4.1 Random Forest classifier:
Random Forest is the simplest and diverse method to solve classification problems. Here the forest term is meant ensemble of decision trees and usually trained using the bagging method as shown in Fig. 4. The Bagging method is combining different learning models to get good accuracy results. Based on the each tree class labels maximum voting the classifier output is decided.
Advantages: 1) It is easy to measure the relative importance of each feature for prediction
Disadvantages:1) Too many decision trees will lead to the slow algorithm
Basavaiah et al [53] introduced a model for tomato leaf disease classification by means of random forest classifier. The dataset consists of 500 images and resizing of size 500x500. The features colour histograms, local binary patterns, Hu moments are extracted. Further, dataset of size 300 images is used for training, and testing is done for 200 images.
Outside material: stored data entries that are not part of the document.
// GridCalc CLI - headless canvas operations

use std::io::Read;
use std::path::{Path, PathBuf};
use std::process::ExitCode;

use clap::{Parser, Subcommand};
use serde::Serialize;

use gridcalc_engine::formula::eval::Value;
use gridcalc_engine::grid::Grid;
use gridcalc_engine::name::CellName;

pub const EXIT_SUCCESS: u8 = 0;
pub const EXIT_ERROR: u8 = 1;

#[derive(Parser)]
#[command(name = "gcalc")]
#[command(about = "Reactive canvas calculator (headless)")]
#[command(version)]
struct Cli {
    #[command(subcommand)]
    command: Commands,
}

#[derive(Subcommand)]
enum Commands {
    /// Evaluate cell definitions and print the resulting values
    #[command(after_help = "\
Definitions are NAME=CONTENT; formulas carry their own leading '=':
  gcalc eval A1=5 'B1==A1*2'
  echo 'A1=5' | gcalc eval
  gcalc eval --json A1=5 'B1==SQRT(A1)'")]
    Eval {
        /// Definitions NAME=CONTENT (read from stdin, one per line, if omitted)
        defs: Vec<String>,

        /// Emit JSON instead of a table
        #[arg(long)]
        json: bool,
    },

    /// Load a document (.json or legacy .xml canvas) and print every cell
    Run {
        /// Input file
        file: PathBuf,

        /// Emit JSON instead of a table
        #[arg(long)]
        json: bool,
    },

    /// Show a cell's dependencies and dependents
    Deps {
        /// Input file
        file: PathBuf,

        /// Cell name
        cell: String,
    },
}

fn main() -> ExitCode {
    let cli = Cli::parse();

    let result = match cli.command {
        Commands::Eval { defs, json } => cmd_eval(defs, json),
        Commands::Run { file, json } => cmd_run(&file, json),
        Commands::Deps { file, cell } => cmd_deps(&file, &cell),
    };

    match result {
        Ok(()) => ExitCode::from(EXIT_SUCCESS),
        Err(e) => {
            eprintln!("error: {}", e);
            ExitCode::from(EXIT_ERROR)
        }
    }
}

fn cmd_eval(defs: Vec<String>, json: bool) -> Result<(), String> {
    let defs = if defs.is_empty() { read_stdin_defs()? } else { defs };

    let mut grid = Grid::new();
    for def in &defs {
        let (name, content) = parse_definition(def)?;
        grid.define(name, &content);
    }

    print_cells(&grid, json)
}

fn cmd_run(file: &Path, json: bool) -> Result<(), String> {
    let doc = gridcalc_io::load_file(file)?;

    let mut grid = Grid::new();
    let report = doc.apply(&mut grid)?;
    if !json {
        eprintln!("{}", report.log_line());
    }

    print_cells(&grid, json)
}

fn cmd_deps(file: &Path, cell: &str) -> Result<(), String> {
    let doc = gridcalc_io::load_file(file)?;

    let mut grid = Grid::new();
    doc.apply(&mut grid)?;

    let name: CellName = cell.parse().map_err(|e| format!("bad cell name {:?}: {}", cell, e))?;
    if !grid.contains(&name) {
        return Err(format!("no cell named {}", name));
    }

    println!("dependencies:");
    for dep in grid.dependencies(&name) {
        println!("  {}", dep);
    }
    println!("dependents:");
    for reader in grid.dependents(&name) {
        println!("  {}", reader);
    }
    Ok(())
}

/// Split `NAME=CONTENT`. A formula keeps its own marker: `B1==A1*2`.
fn parse_definition(def: &str) -> Result<(CellName, String), String> {
    let (name, content) = def
        .split_once('=')
        .ok_or_else(|| format!("bad definition {:?}: expected NAME=CONTENT", def))?;
    let name: CellName = name
        .trim()
        .parse()
        .map_err(|e| format!("bad cell name in {:?}: {}", def, e))?;
    Ok((name, content.trim().to_string()))
}

fn read_stdin_defs() -> Result<Vec<String>, String> {
    let mut input = String::new();
    std::io::stdin()
        .read_to_string(&mut input)
        .map_err(|e| e.to_string())?;
    Ok(input
        .lines()
        .map(str::trim)
        .filter(|line| !line.is_empty() && !line.starts_with('#'))
        .map(str::to_string)
        .collect())
}

#[derive(Serialize)]
struct CellRow {
    name: String,
    content: String,
    value: Value,
}

fn cell_rows(grid: &Grid) -> Vec<CellRow> {
    grid.names()
        .into_iter()
        .map(|name| {
            let cell = grid.cell(&name).expect("names() only lists existing cells");
            CellRow {
                name: name.as_str().to_string(),
                content: cell.content.raw_display(),
                value: cell.value,
            }
        })
        .collect()
}

fn print_cells(grid: &Grid, json: bool) -> Result<(), String> {
    let rows = cell_rows(grid);

    if json {
        let out = serde_json::to_string_pretty(&rows).map_err(|e| e.to_string())?;
        println!("{}", out);
        return Ok(());
    }

    let name_width = rows.iter().map(|r| r.name.len()).max().unwrap_or(4).max(4);
    let content_width = rows
        .iter()
        .map(|r| r.content.len())
        .max()
        .unwrap_or(7)
        .max(7);

    println!(
        "{:<nw$}  {:<cw$}  {}",
        "CELL",
        "CONTENT",
        "VALUE",
        nw = name_width,
        cw = content_width
    );
    for row in rows {
        println!(
            "{:<nw$}  {:<cw$}  {}",
            row.name,
            row.content,
            row.value,
            nw = name_width,
            cw = content_width
        );
    }
    Ok(())
}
The classification is performed using a decision tree classifier and random forest classifier. The experiment resulted in 90% and 94% accuracy for decision tree and random forest classifiers respectively.
Chaudhary et al [54], introduced a modified random forest classifier for multi-class groundnut leaf disease classification problems. In this paper, a modified random forest classifier uses a random forest classifier, an attribute evaluator method, and an instance filter method. To show the performance of the proposed author compared existing machine learning algorithms such as SVM, neural network, and Logistic regression with the proposed model to check which classifier will be suitable for their dataset. An accuracy of 97.80% is achieved on five UCI machine learning repository benchmark datasets using the projected model.
4.2 Naïve Bayes classifier
A Naive Bayes classifier [58] is based on Bayes theorem and is a probabilistic machine learning model that’s used for classification tasks as shown in Fig. 5.
The fundamental Naive Bayes assumption is that each feature makes an independent and equal contribution to the outcome.
Advantages:
- It is faster and it can predict class easily
- it solves multi-class prediction problems
Disadvantages:
- It’s hard to find independent features
Padao et al [55], familiarized plant accurate recognition and classification using Naïve Bayes classifier. The features used for classification are texture and shape features are extracted. Training of classifier is performed on 30 different species datasets. The ROC curve is 0.981 which specifies the accuracy of the classifier is good.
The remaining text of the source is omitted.